Updated: Mar 21, 2022


Digitally engraving Robert Simpson’s Third Symphony

Robert Simpson had a profound effect on the people he met. A combination of great intelligence, deep humanity, plain speaking and a healthy disdain for those in authority made him a unique character, as well as one of the great musical figures of the twentieth century.

I never had the pleasure of meeting ‘Bob’, but my burgeoning interest in contemporary classical music in the early 1970s did cause our orbits to cross. In 1973, Radio 3 broadcast the first performance of Simpson’s Fifth Symphony. The work instantly burned its way into my consciousness, to the extent that I was moved to write my first ever piece of ‘fan mail’, in which I gushed heartily about its merits. I was aware that Simpson worked for the BBC and hoped that if I addressed my letter to the good doctor, care of that institution, there was a chance it would be received.


Imagine my excitement at receiving, not just an acknowledgement from some BBC functionary, but a handwritten reply from the composer himself! I had, in my letter, confided that I was attempting to write my own music, and Simpson replied with some words of encouragement, urging me to concentrate on what was ‘of true value, and not merely effects’. It would be some time before the 15-year-old me heeded that advice, of course! Simpson also had a recording of the performance that he offered to copy, if I supplied him with a blank tape. Of course I took him up on his offer, and treasured the tape for many years.


Suffice to say that a lifelong love of Simpson’s music began there and then. Cut to this year (2020): as part of my ongoing score-collecting habit, I’d decided to see if I could acquire Simpson’s Fifth. There was no luck there, so I happily settled for the Third (a work I thought I knew well), as published by Lengnick. Its arrival was something of an anticlimax: the hand-copied score, with some very patchy printing in places, left me slightly deflated. So, the engraving of the Third started with an innocent question: “I wonder what that first page would look like if…?” The first page of the first movement was followed by the first page of the second, and then the second page of the first, and from then it was a straight run to the finish.


I first became a Sibelius user in 1994, when the now market-dominant music scoring software was still in its infancy, and have been writing my music digitally ever since; three years ago I switched to Dorico, Steinberg’s new package, and it was with this software that I attacked the Third. As I was to discover, I was ill-prepared for the job.


I was some way into the first movement when I found an article on the Third by John Pickard in Volume 6 of Tonic, the journal of the Robert Simpson Society. The article, a detailed musical analysis of the piece, is preceded by the journal’s Editorial, in which the author writes, “The publication itself is a bit of a mess—a poor reproduction of the professionally (and elegantly) copied score, issued with an erratum slip whose 40 items represents a far from complete list of the score’s errors.” I had already discovered the truth of the statement that there were far more errors than could be accounted for in the Errata: my list eventually totalled 198 (including the original twoscore).

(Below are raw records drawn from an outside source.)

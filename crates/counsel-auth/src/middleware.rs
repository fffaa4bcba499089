//! Actix-web authentication extractors
//!
//! Provides extractors for authenticated accounts with role-based access control.

use crate::jwt::JwtService;
use crate::Claims;
use actix_web::{dev::Payload, web, FromRequest, HttpRequest};
use counsel_core::error::AppError;
use counsel_core::models::{AccountRole, Identity};
use futures::future::{ready, Ready};
use serde::Deserialize;
use std::sync::Arc;
use tracing::{debug, warn};

#[derive(Debug, Deserialize)]
struct TokenQuery {
    token: Option<String>,
}

/// Extract the bearer token from a request
///
/// Checks for token in the following order:
/// 1. Authorization header (Bearer token)
/// 2. `token` query parameter (browsers cannot set headers on WebSocket upgrades)
/// 3. Cookie named "token"
pub fn extract_token_from_request(req: &HttpRequest) -> Option<String> {
    if let Some(auth_header) = req.headers().get("Authorization") {
        if let Ok(auth_str) = auth_header.to_str() {
            if let Some(token) = auth_str.strip_prefix("Bearer ") {
                if !token.is_empty() {
                    return Some(token.to_string());
                }
            }
        }
    }

    if let Ok(query) = web::Query::<TokenQuery>::from_query(req.query_string()) {
        if let Some(token) = query.into_inner().token.filter(|t| !t.is_empty()) {
            return Some(token);
        }
    }

    if let Some(cookie) = req.cookie("token") {
        return Some(cookie.value().to_string());
    }

    None
}

/// Authenticated account extractor
///
/// Extracts and validates the JWT from the request.
///
/// # Examples
///
/// ```no_run
/// use actix_web::HttpResponse;
/// use counsel_auth::middleware::AuthenticatedUser;
///
/// async fn protected_handler(user: AuthenticatedUser) -> HttpResponse {
///     HttpResponse::Ok().json(serde_json::json!({
///         "account_id": user.account_id,
///         "role": user.role
///     }))
/// }
/// ```
#[derive(Debug, Clone)]
pub struct AuthenticatedUser {
    /// Account id of the authenticated caller
    pub account_id: i64,

    /// Role of the authenticated caller
    pub role: AccountRole,

    /// Full claims from the JWT token
    pub claims: Claims,
}

impl AuthenticatedUser {
    /// Check if the caller has admin privileges
    pub fn is_admin(&self) -> bool {
        self.role.is_admin()
    }

    pub fn identity(&self) -> Identity {
        Identity {
            account_id: self.account_id,
            role: self.role,
        }
    }
}

impl FromRequest for AuthenticatedUser {
    type Error = actix_web::Error;
    type Future = Ready<Result<Self, Self::Error>>;

    fn from_request(req: &HttpRequest, _payload: &mut Payload) -> Self::Future {
        let jwt_service = match req.app_data::<web::Data<Arc<JwtService>>>() {
            Some(service) => service.get_ref().clone(),
            None => {
                warn!("JwtService not found in app data");
                return ready(Err(AppError::Unauthorized(
                    "Authentication service not configured".to_string(),
                )
                .into()));
            }
        };

        let token = match extract_token_from_request(req) {
            Some(t) => t,
            None => {
                debug!("No authentication token found in request");
                return ready(Err(AppError::Unauthorized(
                    "No authentication token provided".to_string(),
                )
                .into()));
            }
        };

        let authenticated = jwt_service.validate_token(&token).and_then(|claims| {
            let account_id = claims.account_id()?;
            Ok(AuthenticatedUser {
                account_id,
                role: claims.role,
                claims,
            })
        });

        match authenticated {
            Ok(user) => {
                debug!(
                    account_id = user.account_id,
                    role = %user.role,
                    "Caller authenticated"
                );
                ready(Ok(user))
            }
            Err(e) => {
                warn!(error = %e, "Token validation failed");
                ready(Err(e.into()))
            }
        }
    }
}

/// Admin extractor
///
/// Requires the caller to have the admin role; otherwise responds 403.
#[derive(Debug, Clone)]
pub struct AdminUser(pub AuthenticatedUser);

impl std::ops::Deref for AdminUser {
    type Target = AuthenticatedUser;

    fn deref(&self) -> &Self::Target {
        &self.0
    }
}

impl FromRequest for AdminUser {
    type Error = actix_web::Error;
    type Future = Ready<Result<Self, Self::Error>>;

    fn from_request(req: &HttpRequest, payload: &mut Payload) -> Self::Future {
        let auth_user = match AuthenticatedUser::from_request(req, payload).into_inner() {
            Ok(user) => user,
            Err(e) => return ready(Err(e)),
        };

        if !auth_user.is_admin() {
            warn!(
                account_id = auth_user.account_id,
                role = %auth_user.role,
                "Account attempted admin access without privileges"
            );
            return ready(Err(AppError::Forbidden.into()));
        }

        ready(Ok(AdminUser(auth_user)))
    }
}

#[cfg(test)]
mod tests {
    use super::*;
    use actix_web::{test, App};

    fn create_test_jwt_service() -> Arc<JwtService> {
        Arc::new(JwtService::new("test-secret-key-12345", 3600))
    }

    #[actix_web::test]
    async fn test_extract_token_from_authorization_header() {
        let jwt_service = create_test_jwt_service();
        let token = jwt_service
            .create_token_for_account(5, AccountRole::User)
            .unwrap();

        let app = test::init_service(App::new().app_data(web::Data::new(jwt_service)).route(
            "/test",
            web::get().to(|user: AuthenticatedUser| async move {
                assert_eq!(user.account_id, 5);
                "OK"
            }),
        ))
        .await;

        let req = test::TestRequest::get()
            .uri("/test")
            .insert_header(("Authorization", format!("Bearer {}", token)))
            .to_request();

        let resp = test::call_service(&app, req).await;
        assert!(resp.status().is_success());
    }

    #[actix_web::test]
    async fn test_extract_token_from_query() {
        let jwt_service = create_test_jwt_service();
        let token = jwt_service
            .create_token_for_account(6, AccountRole::Counsellor)
            .unwrap();

        let app = test::init_service(App::new().app_data(web::Data::new(jwt_service)).route(
            "/test",
            web::get().to(|user: AuthenticatedUser| async move {
                assert_eq!(user.role, AccountRole::Counsellor);
                "OK"
            }),
        ))
        .await;

        let req = test::TestRequest::get()
            .uri(&format!("/test?token={}", token))
            .to_request();

        let resp = test::call_service(&app, req).await;
        assert!(resp.status().is_success());
    }

    #[actix_web::test]
    async fn test_missing_token() {
        let jwt_service = create_test_jwt_service();

        let app = test::init_service(App::new().app_data(web::Data::new(jwt_service)).route(
            "/test",
            web::get().to(|_user: AuthenticatedUser| async { "OK" }),
        ))
        .await;

        let req = test::TestRequest::get().uri("/test").to_request();

        let resp = test::call_service(&app, req).await;
        assert_eq!(resp.status(), 401);
    }

    #[actix_web::test]
    async fn test_invalid_token() {
        let jwt_service = create_test_jwt_service();

        let app = test::init_service(App::new().app_data(web::Data::new(jwt_service)).route(
            "/test",
            web::get().to(|_user: AuthenticatedUser| async { "OK" }),
        ))
        .await;

        let req = test::TestRequest::get()
            .uri("/test")
            .insert_header(("Authorization", "Bearer invalid.token.here"))
            .to_request();

        let resp = test::call_service(&app, req).await;
        assert_eq!(resp.status(), 401);
    }

    #[actix_web::test]
    async fn test_admin_user_with_admin_role() {
        let jwt_service = create_test_jwt_service();
        let token = jwt_service
            .create_token_for_account(1, AccountRole::Admin)
            .unwrap();

        let app = test::init_service(App::new().app_data(web::Data::new(jwt_service)).route(
            "/admin",
            web::get().to(|admin: AdminUser| async move {
                assert_eq!(admin.account_id, 1);
                "OK"
            }),
        ))
        .await;

        let req = test::TestRequest::get()
            .uri("/admin")
            .insert_header(("Authorization", format!("Bearer {}", token)))
            .to_request();

        let resp = test::call_service(&app, req).await;
        assert!(resp.status().is_success());
    }

    #[actix_web::test]
    async fn test_admin_user_with_user_role() {
        let jwt_service = create_test_jwt_service();
        let token = jwt_service
            .create_token_for_account(2, AccountRole::User)
            .unwrap();

        let app = test::init_service(
            App::new()
                .app_data(web::Data::new(jwt_service))
                .route("/admin", web::get().to(|_admin: AdminUser| async { "OK" })),
        )
        .await;

        let req = test::TestRequest::get()
            .uri("/admin")
            .insert_header(("Authorization", format!("Bearer {}", token)))
            .to_request();

        let resp = test::call_service(&app, req).await;
        assert_eq!(resp.status(), 403);
    }
}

Pickard goes on, “Fortunately, they are generally minor mistakes…”. There, he and I must differ in our assessment: there were, indeed, many more minor errors to be found, but there were also quite a few ‘head-scratchers’—anomalies with no clear resolution. It might have been possible to shine some light on these if I’d had access to the composer’s manuscripts (I use the plural advisedly – see Ratcliffe (1998)) or the orchestral materials, but my resources were limited to the published Lengnick score and my ears. By this latter, I mean the four available recorded performances and a rehearsal tape of the second movement: details of these are provided at the end of the article. Comparisons of parts of the performances allowed me to come to a ‘decision on balance’ regarding some of these dilemmas. Others required (occasionally very difficult) editorial decisions, all of which are fully documented in the notes: in each case, I have endeavoured to produce a solution that gives the best timbral balance or the most likely harmonic consequence.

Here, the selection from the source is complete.